I am the one who has been told I have anxiety and depression. “No, wait! It might be bipolar. No, wait! It actually might be borderline personality disorder. Wait here for two years and we can let you know for sure.”
I am the one who analyses everything and everyone to try and figure out what is best to say or do.
I am the one who finds it so hard to make chit-chat that I know people are going to think I’m being arrogant or stuck up.
I don’t know how to make friends. I don’t know how I made the ones I have! I tell myself it was because I met them before they all blossomed into enigmatic, funny, self -assured, gorgeous, fully-functioning people. But then I think - what about T and I? They both came into adult Becky’s life and they are both enigmatic, funny, self -assured, gorgeous, fully functioning people. Were they just a fluke or am I maybe not as useless as I think?
And then there’s my partner. The person who if ever they were to make my other half, they would make him. Except he is most definitely better at life than me too.
Because I am the one who doesn’t fit it.
I actually wrote ‘Libby Is’ in a wave of excitement which to everyone who read it may come as a surprise. It’s not exactly a “story” filled with excitement.
But I was excited because a lovely person who I met on Instagram had sent me self-referral forms for an autism diagnosis.
That’s probably even more surprising, isn’t it?
She had commented on a post I had done on Instagram saying she 100% related to what I was saying and she was in the process of being diagnosed with autism. I told her I had been looking into it too but I couldn’t afford to go private and I didn’t have it in me to try and convince doctors I should be put forward for a diagnosis.

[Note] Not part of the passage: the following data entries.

use std::path::PathBuf;

use thiserror::Error;

/// Transport-level failures reported by an [`HttpClient`](crate::http::HttpClient)
#[derive(Error, Debug)]
pub enum HttpError {
    #[error(transparent)]
    Request(#[from] reqwest::Error),

    /// Failures that do not originate in reqwest (test doubles, custom clients)
    #[error("{0}")]
    Transport(String),
}

/// Errors that can occur when resolving a feed source to raw text
#[derive(Error, Debug)]
pub enum FetchError {
    #[error("All feed sources failed for {url}. Last error: {last_error}")]
    AllSourcesFailed { url: String, last_error: String },

    #[error("Timed out fetching {url} (no response within {seconds}s)")]
    Timeout { url: String, seconds: u64 },

    #[error("Invalid feed URL: {0}")]
    InvalidUrl(#[from] url::ParseError),

    #[error("Failed to read feed file {path}: {source}")]
    FileReadFailed {
        path: PathBuf,
        #[source]
        source: std::io::Error,
    },
}

/// Errors that can occur when turning feed text into podcast records
#[derive(Error, Debug)]
pub enum ParseError {
    #[error("Feed is not well-formed XML: {0}")]
    Xml(#[from] xml::reader::Error),

    #[error("Unrecognized feed format, expected an RSS or Atom document")]
    UnrecognizedFormat,

    #[error("RSS document has no channel element")]
    MissingChannel,
}

/// Errors raised by the persistent store
#[derive(Error, Debug)]
pub enum StoreError {
    #[error("Failed to open database {path}: {source}")]
    Open {
        path: PathBuf,
        #[source]
        source: rusqlite::Error,
    },

    #[error("Database migration failed: {0}")]
    Migration(#[source] rusqlite::Error),

    #[error("A {entity} with {field} '{value}' already exists")]
    Constraint {
        entity: &'static str,
        field: &'static str,
        value: String,
    },

    #[error("{entity} {id} not found")]
    NotFound { entity: &'static str, id: i64 },

    #[error("Database query failed: {0}")]
    Query(#[from] rusqlite::Error),

    #[error("Database lock poisoned")]
    Poisoned,
}

impl StoreError {
    /// True for uniqueness violations
    pub fn is_constraint(&self) -> bool {
        matches!(self, StoreError::Constraint { .. })
    }

    pub fn is_not_found(&self) -> bool {
        matches!(self, StoreError::NotFound { .. })
    }
}

/// Storage capacity exceeded. Detection only; nothing is evicted.
#[derive(Error, Debug, Clone, PartialEq, Eq)]
#[error("Storage quota exceeded: {usage} of {quota} bytes in use, {requested} more requested")]
pub struct QuotaError {
    pub usage: u64,
    pub quota: u64,
    pub requested: u64,
}

/// Errors that can occur while transferring episode audio
#[derive(Error, Debug)]
pub enum DownloadError {
    #[error("Episode has no audio URL")]
    MissingAudioUrl,

    #[error("HTTP request failed for {url}: {source}")]
    HttpFailed {
        url: String,
        #[source]
        source: HttpError,
    },

    #[error("HTTP error {status} for {url}")]
    HttpStatus { url: String, status: u16 },

    #[error("Failed to create file {path}: {source}")]
    FileCreateFailed {
        path: PathBuf,
        #[source]
        source: std::io::Error,
    },

    #[error("Failed to write to file {path}: {source}")]
    FileWriteFailed {
        path: PathBuf,
        #[source]
        source: std::io::Error,
    },

    #[error("Stream error while downloading {url}: {source}")]
    StreamFailed {
        url: String,
        #[source]
        source: HttpError,
    },

    #[error("Download of {url} timed out after {seconds}s")]
    Timeout { url: String, seconds: u64 },

    #[error("Cache worker reported an error: {0}")]
    Collaborator(String),

    #[error("Cache worker is not running")]
    CollaboratorUnavailable,

    #[error(transparent)]
    Quota(#[from] QuotaError),
}

/// Errors returned by download queue operations
#[derive(Error, Debug)]
pub enum QueueError {
    #[error(transparent)]
    Store(#[from] StoreError),

    #[error("Download queue has shut down")]
    Closed,
}

/// Errors raised by the playback controller
#[derive(Error, Debug)]
pub enum PlaybackError {
    #[error("Episode {0} not found")]
    EpisodeNotFound(i64),

    #[error(transparent)]
    Store(#[from] StoreError),

    #[error("Audio output rejected the request: {0}")]
    Output(String),
}

/// Errors that can occur when querying the podcast directory
#[derive(Error, Debug)]
pub enum SearchError {
    #[error("Search term must not be empty")]
    EmptyTerm,

    #[error("Directory request failed: {0}")]
    Fetch(#[from] FetchError),

    #[error("Unexpected directory response: {0}")]
    Json(#[from] serde_json::Error),

    #[error("No directory entry for id {0}")]
    NotFound(u64),
}

/// Errors that can occur when loading configuration
#[derive(Error, Debug)]
pub enum ConfigError {
    #[error("Could not determine a data directory for this platform")]
    NoDataDir,

    #[error("Failed to read config file {path}: {source}")]
    ReadFailed {
        path: PathBuf,
        #[source]
        source: std::io::Error,
    },

    #[error("Failed to parse config file {path}: {source}")]
    ParseFailed {
        path: PathBuf,
        #[source]
        source: serde_json::Error,
    },
}

/// Top-level errors for user-initiated operations
#[derive(Error, Debug)]
pub enum ManagerError {
    #[error("Fetch error: {0}")]
    Fetch(#[from] FetchError),

    #[error("Parse error: {0}")]
    Parse(#[from] ParseError),

    #[error("Store error: {0}")]
    Store(#[from] StoreError),

    #[error("Download queue error: {0}")]
    Queue(#[from] QueueError),

    #[error("Search error: {0}")]
    Search(#[from] SearchError),

    #[error("Storage error: {0}")]
    Storage(#[from] std::io::Error),
}
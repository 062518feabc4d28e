// This Source Code Form is subject to the terms of the Mozilla Public
// License, v. 2.0. If a copy of the MPL was not distributed with this
// file, You can obtain one at https://mozilla.org/MPL/2.0/.

//! Shared doubles for unit tests.

use std::collections::HashMap;
use std::sync::{Arc, Mutex};
use std::time::Duration;

use async_trait::async_trait;
use bytes::Bytes;
use futures::StreamExt;

use crate::error::HttpError;
use crate::http::{ByteStream, HttpBytes, HttpClient, HttpResponse};

#[derive(Clone)]
enum Route {
    Body { status: u16, body: Bytes },
    /// Body whose second half arrives after `pause`
    Slow {
        status: u16,
        body: Bytes,
        pause: Duration,
    },
    Fail(String),
    Hang,
}

/// HTTP client answering from a fixed URL table. Unknown URLs fail like a
/// refused connection.
#[derive(Clone, Default)]
pub struct MockHttpClient {
    routes: Arc<Mutex<HashMap<String, Route>>>,
    /// Answers used once, ahead of `routes`
    first: Arc<Mutex<HashMap<String, Route>>>,
    requests: Arc<Mutex<Vec<String>>>,
}

impl MockHttpClient {
    pub fn new() -> Self {
        Self::default()
    }

    pub fn with_body(self, url: &str, status: u16, body: impl Into<Bytes>) -> Self {
        self.set_body(url, status, body);
        self
    }

    pub fn with_failure(self, url: &str, message: &str) -> Self {
        self.routes
            .lock()
            .unwrap()
            .insert(url.to_string(), Route::Fail(message.to_string()));
        self
    }

    pub fn with_hang(self, url: &str) -> Self {
        self.routes
            .lock()
            .unwrap()
            .insert(url.to_string(), Route::Hang);
        self
    }

    pub fn with_slow_body(
        self,
        url: &str,
        status: u16,
        body: impl Into<Bytes>,
        pause: Duration,
    ) -> Self {
        self.routes
            .lock()
            .unwrap()
            .insert(url.to_string(), slow(status, body, pause));
        self
    }

    /// Answer only the next request for `url` with a slow body. Later
    /// requests get the regular route.
    pub fn set_slow_first(&self, url: &str, status: u16, body: impl Into<Bytes>, pause: Duration) {
        self.first
            .lock()
            .unwrap()
            .insert(url.to_string(), slow(status, body, pause));
    }

    pub fn set_body(&self, url: &str, status: u16, body: impl Into<Bytes>) {
        self.routes.lock().unwrap().insert(
            url.to_string(),
            Route::Body {
                status,
                body: body.into(),
            },
        );
    }

    pub fn requests(&self) -> Vec<String> {
        self.requests.lock().unwrap().clone()
    }

    fn route(&self, url: &str) -> Option<Route> {
        self.requests.lock().unwrap().push(url.to_string());
        let first = self.first.lock().unwrap().remove(url);
        first.or_else(|| self.routes.lock().unwrap().get(url).cloned())
    }
}

fn slow(status: u16, body: impl Into<Bytes>, pause: Duration) -> Route {
    Route::Slow {
        status,
        body: body.into(),
        pause,
    }
}

#[async_trait]
impl HttpClient for MockHttpClient {
    async fn get_bytes(&self, url: &str) -> Result<HttpBytes, HttpError> {
        match self.route(url) {
            Some(Route::Body { status, body }) => Ok(HttpBytes { status, body }),
            Some(Route::Slow {
                status,
                body,
                pause,
            }) => {
                tokio::time::sleep(pause).await;
                Ok(HttpBytes { status, body })
            }
            Some(Route::Fail(message)) => Err(HttpError::Transport(message)),
            Some(Route::Hang) => futures::future::pending().await,
            None => Err(HttpError::Transport(format!("connection refused: {url}"))),
        }
    }

    async fn get_stream(&self, url: &str) -> Result<HttpResponse, HttpError> {
        let (status, body, pause) = match self.route(url) {
            Some(Route::Body { status, body }) => (status, body, None),
            Some(Route::Slow {
                status,
                body,
                pause,
            }) => (status, body, Some(pause)),
            Some(Route::Fail(message)) => return Err(HttpError::Transport(message)),
            Some(Route::Hang) => futures::future::pending().await,
            None => return Err(HttpError::Transport(format!("connection refused: {url}"))),
        };
        let len = body.len() as u64;

        // Two chunks so progress is reported mid-transfer
        let mid = body.len() / 2;
        let head = futures::stream::iter([Ok::<_, HttpError>(body.slice(..mid))]);
        let rest = body.slice(mid..);
        let stream: ByteStream = match pause {
            None => Box::pin(head.chain(futures::stream::iter([Ok(rest)]))),
            Some(pause) => Box::pin(head.chain(futures::stream::once(async move {
                tokio::time::sleep(pause).await;
                Ok(rest)
            }))),
        };

        Ok(HttpResponse {
            status,
            content_length: Some(len),
            body: stream,
        })
    }
}

pub const THREE_ITEM_FEED: &str = r#"<?xml version="1.0" encoding="UTF-8"?>
<rss version="2.0" xmlns:itunes="http://www.itunes.com/dtds/podcast-1.0.dtd">
  <channel>
    <title>Test Podcast</title>
    <description>A test podcast</description>
    <link>https://example.com</link>
    <itunes:author>Test Author</itunes:author>
    <itunes:image href="https://example.com/cover.jpg"/>
    <item>
      <title>Episode A</title>
      <guid>A</guid>
      <pubDate>Mon, 01 Jan 2024 12:00:00 +0000</pubDate>
      <enclosure url="https://example.com/a.mp3" type="audio/mpeg"/>
      <itunes:duration>30:00</itunes:duration>
    </item>
    <item>
      <title>Episode B</title>
      <guid>B</guid>
      <pubDate>Tue, 02 Jan 2024 12:00:00 +0000</pubDate>
      <enclosure url="https://example.com/b.mp3" type="audio/mpeg"/>
    </item>
    <item>
      <title>Episode C</title>
      <guid>C</guid>
      <pubDate>Wed, 03 Jan 2024 12:00:00 +0000</pubDate>
      <enclosure url="https://example.com/c.mp3" type="audio/mpeg"/>
    </item>
  </channel>
</rss>"#;

pub const FOUR_ITEM_FEED: &str = r#"<?xml version="1.0" encoding="UTF-8"?>
<rss version="2.0" xmlns:itunes="http://www.itunes.com/dtds/podcast-1.0.dtd">
  <channel>
    <title>Test Podcast (renamed)</title>
    <description>A test podcast</description>
    <link>https://example.com</link>
    <itunes:author>Test Author</itunes:author>
    <itunes:image href="https://example.com/cover.jpg"/>
    <item>
      <title>Episode D</title>
      <guid>D</guid>
      <pubDate>Thu, 04 Jan 2024 12:00:00 +0000</pubDate>
      <enclosure url="https://example.com/d.mp3" type="audio/mpeg"/>
    </item>
    <item>
      <title>Episode A</title>
      <guid>A</guid>
      <pubDate>Mon, 01 Jan 2024 12:00:00 +0000</pubDate>
      <enclosure url="https://example.com/a.mp3" type="audio/mpeg"/>
    </item>
    <item>
      <title>Episode B</title>
      <guid>B</guid>
      <pubDate>Tue, 02 Jan 2024 12:00:00 +0000</pubDate>
      <enclosure url="https://example.com/b.mp3" type="audio/mpeg"/>
    </item>
    <item>
      <title>Episode C</title>
      <guid>C</guid>
      <pubDate>Wed, 03 Jan 2024 12:00:00 +0000</pubDate>
      <enclosure url="https://example.com/c.mp3" type="audio/mpeg"/>
    </item>
  </channel>
</rss>"#;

And then she said she self-referred and did I want her to send me the forms?
Yes, yes I did!
She was the second person in as many days to bring up autism when in reference to me and as I began to look more into it pieces began to fit together.
I began to fit together.
Maybe I wasn’t arrogant or stuck up or mean. Maybe I wasn’t antisocial.1 Maybe I wasn’t broken or mental or weird.2
Maybe I was autistic…
When you have spent your ENTIRE (!!) life thinking “What the fuck is wrong with me?! How does everyone else just get it?!” to find you might just be autistic is exciting because it is a relief.3
I have never written about this before. I haven’t really told anyone that I am in the process of being diagnosed. I am worried that I will get to my diagnosis appointment (in three years!) and they will say “No, you aren’t autistic. You’re wrong. You are just weird and broken and mental etc etc.”
But, as I commented to the lovely
a few weeks ago, 3 years seems like a long time to go without my needs being met. 3 years is a long time to go without really being me.A long time to hide behind a fictional person named Libby…
And that is why I wrote ‘Libby Is’. So, I could hide behind Libby and tell the deepest, darkest things that no one but my Mum knows.
The parts that possibly make me look mental. And maybe I am mental and maybe that’s okay! I’ve been through a lot of shit and here I am, still standing. A little mad but still standing.
Maybe, I was just an autistic person trying to navigate a world I couldn’t ever fit into to because no one, not even me, knew how to help me fit.
I guess I can tell you all for sure in three years. I hope you are still here. I hope I am too. Still standing. Still writing. Still being hopelessly honest.
And hopefully no longer hiding behind a fictional person named Libby.
Because my name is Becky.
And Becky is…
Thank you so much for reading.
And thank you to everyone who took the time to read ‘Libby Is’ and to tell me that parts of it resonated. You made me feel less alone, like maybe I do fit… 🖤
As always, if you enjoyed this letter please let me know in the comments. And please share or restack! It is greatly appreciated. Thank you. 🙏
I hope you have the most beautiful week.
Take care of yourself.
Lots of love,
Becky
🖤✨🌈
P.S In case you missed it and have no clue what I’m talking about:
Well, maybe a little…
Well, maybe a lot…
For me anyhow. I know others have a very different response and I do not want to to take anything away from your response. However you respond is completely valid.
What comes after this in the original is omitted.